Carl Brown was a Louisville, Kentucky, native who began his studies at the Louisville Art Center in 1940. World War II interrupted his training, and he served in the Army in the Pacific Theater. Returning to Louisville, he worked as a store window decorator and continued his instruction at the Art Center with Fayette Barnum, who was the director, Mary Spencer Nay, Constance Clark Willis and Romuald Kraus. He later studied there with Worden Day and came face to face with Cubism.

Miss Barnum had a long relationship with the artist colony at Provincetown, Massachusetts, sending many of her students there for further work. She did the same with Brown, introducing him to Peter Hunt, known as an “American furniture folk artist,” and Brown worked in the Hunt studio decorating furniture with European peasant motifs.

In 1954 Brown returned to Louisville after four years of travel that took him to Paris, where he studied with Andre Lhote, and to many Mediterranean countries as well as North Africa. He showed 80 watercolors at Mary Alice Hadley’s Little Gallery on Story Avenue, a popular show by newspaper accounts. Brown also had a painting in the Aetna Collection, works acquired through purchase prizes at the Art Center’s annual exhibition of Kentucky and Southern Indiana artists, and shown in Paducah, Kentucky, in 1955. That same year Brown had a one-man show at the Weyhe Gallery on Lexington Avenue in New York City. According to an Art News notice, Brown showed paintings on wood, wood gathered on Moroccan beaches.

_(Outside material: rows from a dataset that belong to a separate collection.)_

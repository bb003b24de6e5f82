use thiserror::Error;

#[derive(Debug, Clone, PartialEq, Eq, Error)]
pub enum Error {
    #[error("{type_name} {id}: unique key `{key_name}` {key} is already taken")]
    ConstraintViolation {
        type_name: &'static str,
        key_name: &'static str,
        key: String,
        id: u64,
    },
    #[error("{type_name} {id} does not exist")]
    ObjectNotFound { type_name: &'static str, id: u64 },
    #[error("{type_name} {id}: record identity cannot change")]
    IdentityChanged { type_name: &'static str, id: u64 },
}

#[derive(Debug, Error)]
pub enum SnapshotError {
    #[error("snapshot section holds `{found}` records, `{expected}` expected")]
    SectionMismatch {
        expected: &'static str,
        found: String,
    },
    #[error("cannot encode or decode snapshot records")]
    Codec(#[from] bincode::Error),
    #[error("cannot apply snapshot record")]
    Store(#[from] Error),
}
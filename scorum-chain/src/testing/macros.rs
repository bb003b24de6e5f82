// assert_err_match( ExpectedErrorPattern , Expression )
//
// succeed if Expression's value is Err(E) where E matches ExpectedErrorPattern,
// otherwise panic!() with some diagnostic
#[allow(unused_macros)]
macro_rules! assert_err_match {
    ($left: pat, $right: expr) => {
        match &($right) {
            Err(e) => match e {
                $left => {}
                _ => panic!(
                    "assertion failed: error mismatch got: `{:?}` but expecting {}",
                    *e,
                    stringify!($left)
                ),
            },
            Ok(_) => panic!(
                "assertion failed: expected error {} but got success",
                stringify!($left)
            ),
        }
    };
}
//! Records stored by the chain, one [`chainbase::Index`] each.
//!
//! Records refer to each other by id or by account name, never by
//! ownership.

mod account;
mod comment;
mod committee;
mod economy;
mod vesting;
mod witness;

pub use self::account::{AccountObject, AccountRegistrationBonusObject, PROXIED_VOTES_DEPTH};
pub use self::comment::{Beneficiary, CommentObject, CommentVoteObject};
pub use self::committee::{CommitteeMemberObject, ProposalAction, ProposalObject};
pub use self::economy::{
    BudgetKind, BudgetObject, DevPoolObject, DynamicGlobalPropertyObject, RegistrationPoolObject,
    RewardBalancerObject, RewardFundObject, ScheduleItem,
};
pub use self::vesting::{WithdrawVestingObject, WithdrawVestingRouteObject};
pub use self::witness::{WitnessObject, WitnessVoteObject};
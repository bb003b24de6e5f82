//! Offline replay of scorum blocks.
//!
//! Starts from a genesis state or a snapshot, applies a file of blocks and
//! reports the resulting head. The final state can be saved as a snapshot.

pub mod replay;
pub mod settings;

use crate::replay::Summary;
use crate::settings::{CommandLine, Settings, StartingPoint};
use scorum_chain::genesis::Genesis;
use scorum_chain::virtual_ops::JsonLinesSink;
use scorum_chain::ChainState;
use std::fs::File;
use std::io::{BufReader, BufWriter};
use std::path::{Path, PathBuf};
use std::sync::Arc;
use thiserror::Error;

#[derive(Debug, Error)]
pub enum Error {
    #[error("invalid settings")]
    Settings(#[from] settings::Error),
    #[error("cannot set up logging")]
    Log(#[from] log_lib::Error),
    #[error("cannot access {}", .path.display())]
    Io {
        path: PathBuf,
        #[source]
        cause: std::io::Error,
    },
    #[error("cannot build the initial state")]
    Start(#[source] scorum_chain::Error),
    #[error("replay failed")]
    Replay(#[from] replay::Error),
    #[error("cannot save the snapshot")]
    Snapshot(#[source] scorum_chain::Error),
    #[error("cannot print the summary")]
    Report(#[from] serde_yaml::Error),
}

fn io_error(path: &Path) -> impl FnOnce(std::io::Error) -> Error + '_ {
    move |cause| Error::Io {
        path: path.to_owned(),
        cause,
    }
}

fn initial_state(settings: &Settings) -> Result<ChainState, Error> {
    let config = Arc::new(settings.chain.clone());
    match &settings.start {
        StartingPoint::Genesis(path) => {
            let genesis = Genesis::from_yaml_file(path)
                .map_err(|error| Error::Start(error.into()))?;
            ChainState::from_genesis(config, &genesis).map_err(Error::Start)
        }
        StartingPoint::Snapshot(path) => {
            let file = File::open(path).map_err(io_error(path))?;
            ChainState::from_snapshot(config, &mut BufReader::new(file)).map_err(Error::Start)
        }
    }
}

/// Run a replay without touching the global logger.
pub fn run(settings: &Settings) -> Result<Summary, Error> {
    let mut state = initial_state(settings)?;
    if let Some(path) = &settings.virtual_ops {
        let file = File::create(path).map_err(io_error(path))?;
        state.add_sink(JsonLinesSink::new(BufWriter::new(file)));
    }

    let blocks = replay::read_blocks(&settings.blocks)?;
    tracing::info!(blocks = blocks.len(), "replaying");
    let summary = replay::replay(&mut state, &blocks)?;

    if let Some(path) = &settings.snapshot {
        let file = File::create(path).map_err(io_error(path))?;
        state
            .save_snapshot(&mut BufWriter::new(file))
            .map_err(Error::Snapshot)?;
    }
    Ok(summary)
}

/// Entry point of the binary: settings, logging, replay, then the summary
/// on stdout as YAML.
pub fn start(command_line: CommandLine) -> Result<(), Error> {
    let (settings, log) = Settings::load(command_line)?;
    let _guard = log.init_log()?;
    let summary = run(&settings)?;
    print!("{}", serde_yaml::to_string(&summary)?);
    Ok(())
}
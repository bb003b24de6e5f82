use super::DynamicGlobalPropertyService;
use crate::asset::Asset;
use crate::database::Database;
use crate::error::{EvaluateError, Result};
use crate::schema::{AccountRegistrationBonusObject, RegistrationPoolObject};
use crate::time::TimePointSec;
use crate::types::AccountName;
use chainbase::{key, ObjectId};

const REGISTRATION_POOL_ID: ObjectId<RegistrationPoolObject> = ObjectId::new(0);

/// Bonus of the schedule stage `already_allocated` registrations fall into.
/// Past the last stage the last one applies.
pub fn calculate_per_reg(pool: &RegistrationPoolObject) -> Result<Asset> {
    let mut rest = pool.already_allocated_count;
    let mut stage = None;
    for item in pool.schedule_items.iter() {
        stage = Some(item);
        if rest < item.users {
            break;
        }
        rest -= item.users;
    }
    let item = stage.ok_or(EvaluateError::InvalidRegistrationSchedule)?;
    let bonus = pool.maximum_bonus.fraction(item.bonus_percent as u128, 100);
    ensure!(
        bonus.is_positive(),
        EvaluateError::InvalidRegistrationSchedule
    )?;
    Ok(bonus)
}

pub trait RegistrationPoolService {
    fn get_registration_pool(&self) -> Result<&RegistrationPoolObject>;

    /// Take the bonus of the next registration out of the pool, at most
    /// what is left in it.
    fn allocate_registration_bonus(&mut self) -> Result<Asset>;

    fn increase_registration_pool(&mut self, amount: Asset) -> Result<()>;
}

impl RegistrationPoolService for Database {
    fn get_registration_pool(&self) -> Result<&RegistrationPoolObject> {
        Ok(self.registration_pools.get(REGISTRATION_POOL_ID)?)
    }

    fn allocate_registration_bonus(&mut self) -> Result<Asset> {
        let pool = self.get_registration_pool()?;
        ensure!(
            pool.balance.is_positive(),
            EvaluateError::RegistrationPoolExhausted
        )?;
        let bonus = calculate_per_reg(pool)?.min(pool.balance);
        let balance = (pool.balance - bonus)?;
        self.registration_pools.modify(REGISTRATION_POOL_ID, |p| {
            p.balance = balance;
            p.already_allocated_count += 1;
        })?;
        if balance.is_zero() {
            tracing::info!("registration pool is exhausted");
        }
        Ok(bonus)
    }

    fn increase_registration_pool(&mut self, amount: Asset) -> Result<()> {
        let balance = self.get_registration_pool()?.balance.checked_adjust(amount)?;
        self.registration_pools
            .modify(REGISTRATION_POOL_ID, |p| p.balance = balance)?;
        Ok(())
    }
}

/// Registration bonuses that expire and are taken back.
pub trait AccountRegistrationBonusService {
    fn create_registration_bonus(&mut self, account: &AccountName, bonus: Asset) -> Result<()>;

    fn find_registration_bonus(&self, account: &AccountName)
        -> Option<&AccountRegistrationBonusObject>;

    fn expired_registration_bonuses(
        &self,
        until: TimePointSec,
    ) -> Vec<ObjectId<AccountRegistrationBonusObject>>;

    fn remove_registration_bonus(
        &mut self,
        id: ObjectId<AccountRegistrationBonusObject>,
    ) -> Result<AccountRegistrationBonusObject>;
}

impl AccountRegistrationBonusService for Database {
    fn create_registration_bonus(&mut self, account: &AccountName, bonus: Asset) -> Result<()> {
        let expires = self
            .head_block_time()?
            .add_seconds(self.config.registration_bonus_expiration_seconds);
        self.registration_bonuses
            .create(|id| AccountRegistrationBonusObject {
                id,
                account: account.clone(),
                bonus,
                expires,
            })?;
        Ok(())
    }

    fn find_registration_bonus(
        &self,
        account: &AccountName,
    ) -> Option<&AccountRegistrationBonusObject> {
        self.registration_bonuses
            .find_by(AccountRegistrationBonusObject::BY_ACCOUNT, &key![account])
    }

    fn expired_registration_bonuses(
        &self,
        until: TimePointSec,
    ) -> Vec<ObjectId<AccountRegistrationBonusObject>> {
        self.registration_bonuses
            .iter_by(AccountRegistrationBonusObject::BY_EXPIRATION)
            .take_while(|b| b.expires <= until)
            .map(|b| b.id)
            .collect()
    }

    fn remove_registration_bonus(
        &mut self,
        id: ObjectId<AccountRegistrationBonusObject>,
    ) -> Result<AccountRegistrationBonusObject> {
        Ok(self.registration_bonuses.remove(id)?)
    }
}

#[cfg(test)]
mod tests {
    use super::*;
    use crate::schema::ScheduleItem;

    fn pool(allocated: u64) -> RegistrationPoolObject {
        RegistrationPoolObject {
            id: ObjectId::new(0),
            balance: Asset::scr(1_000_000),
            maximum_bonus: Asset::scr(1_000),
            schedule_items: vec![
                ScheduleItem {
                    users: 2,
                    bonus_percent: 100,
                },
                ScheduleItem {
                    users: 3,
                    bonus_percent: 50,
                },
                ScheduleItem {
                    users: 1,
                    bonus_percent: 25,
                },
            ],
            already_allocated_count: allocated,
        }
    }

    #[test]
    fn schedule_walk() {
        let bonuses: Vec<_> = (0..8)
            .map(|n| calculate_per_reg(&pool(n)).unwrap().amount)
            .collect();
        assert_eq!(bonuses, vec![1_000, 1_000, 500, 500, 500, 250, 250, 250]);
    }

    #[test]
    fn zero_bonus_stage_is_rejected() {
        let mut pool = pool(0);
        pool.schedule_items[0].bonus_percent = 0;
        assert_err_match!(
            crate::error::Error::Evaluate(EvaluateError::InvalidRegistrationSchedule),
            calculate_per_reg(&pool)
        );
        pool.schedule_items.clear();
        assert_err_match!(
            crate::error::Error::Evaluate(EvaluateError::InvalidRegistrationSchedule),
            calculate_per_reg(&pool)
        );
    }
}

In the 1960s Brown divided his time between Palm Beach, Florida, and Long Island, New York. Long Island was an important art colony, and Brown had a more than nodding acquaintance with such artists as Jackson Pollack and Willem de Kooning. Brown showed at the Ashawagh and Guild halls in East Hampton. He eventually settled in West Palm Beach, Florida, and in 2013 the community honored him with a major exhibition, Carl Brown: Travels After the War. A catalog by curator Elizabeth Dowdle was published.

Brown also exhibited at the Worth Avenue Gallery and The Society of the Four Arts in Palm Beach.

Brown is featured in PFA Press's Black and White: Kentucky Prints and Printmakers from the Collection of Warren and Julie Payne.